Ford Andrew H
Western Australian Centre for Health & Ageing (M573), Centre for Medical Research, University of Western Australia, 35 Stirling Highway, Crawley, Perth, WA 6009, Australia.
Maturitas. 2014 Oct;79(2):209-15. doi: 10.1016/j.maturitas.2014.04.005. Epub 2014 Apr 13.
Dementia affects approximately 6.5% of people over the age of 65. Whilst cognitive impairment is central to the dementia concept, neuropsychiatric symptoms are invariably present at some stage of the illness. Neuropsychiatric symptoms result in a number of negative outcomes for the individual and their caregivers and are associated with higher rates of institutionalization and mortality. A number of factors have been associated with neuropsychiatric symptoms including neurobiological changes, dementia type, and illness severity and duration. Specific patient, caregiver and environmental factors are also important. Neuropsychiatric symptoms can be broadly divided into four clusters: psychotic symptoms, mood/affective symptoms, apathy, and agitation/aggression. Neuropsychiatric symptoms tend to persist over time although differing symptom profiles exist at various stages of the illness. Assessment should take into account the presenting symptoms together with an appreciation of the myriad of likely underlying causes for the symptoms. A structured assessment/rating tool can be helpful. Management should focus on non-pharmacological measures initially with pharmacological approaches reserved for more troubling symptoms. Pharmacological approaches should target specific symptoms although the evidence-base for pharmacological management is quite modest. Any medication trial should include an adequate appreciation of the risk-benefit profile in individual patients and discussion of these with both the individual and their caregiver.

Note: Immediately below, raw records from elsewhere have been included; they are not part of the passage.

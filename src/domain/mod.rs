//! Domain layer - Core business types and the seams to external collaborators

pub mod directory;
pub mod error;
pub mod shadow_key;
pub mod user;

pub use directory::{
    CredentialDirectory, DirectoryUser, GenerateKeyRequest, GeneratedKey, RemoteKeyView,
};
pub use error::DomainError;
pub use shadow_key::{
    IdentityState, KeyLifetime, KeyStatus, KeyType, NewShadowKey, ShadowKeyId, ShadowKeyRecord,
    ShadowKeyRepository,
};
pub use user::UserId;
//! Caller profile endpoint

use axum::extract::State;

use crate::api::middleware::RequireUser;
use crate::api::state::AppState;
use crate::api::types::{ApiError, Json, MeResponse};

/// GET /me
pub async fn get_me(
    State(state): State<AppState>,
    RequireUser(user_id): RequireUser,
) -> Result<Json<MeResponse>, ApiError> {
    let user = state.provisioning_service.current_user(&user_id).await?;
    Ok(Json(MeResponse::from(user)))
}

痴呆症影响着约6.5%的65岁以上人群。虽然认知障碍是痴呆症概念的核心,但神经精神症状在疾病的某个阶段总是会出现。神经精神症状会给患者及其照顾者带来一系列负面后果,并与更高的机构化率和死亡率相关。许多因素与神经精神症状有关,包括神经生物学变化、痴呆类型、疾病严重程度和病程。特定的患者、照顾者和环境因素也很重要。神经精神症状大致可分为四类:精神病性症状、情绪/情感症状、淡漠和激越/攻击行为。尽管在疾病的不同阶段存在不同的症状表现,但神经精神症状往往会随着时间持续存在。评估应考虑到呈现出的症状以及对症状背后众多可能原因的认识。结构化的评估/评分工具可能会有所帮助。管理应首先侧重于非药物措施,药物治疗方法则用于处理更棘手的症状。药物治疗方法应针对特定症状,尽管药物管理的证据基础相当有限。任何药物试验都应充分评估个体患者的风险效益概况,并与患者及其照顾者进行讨论。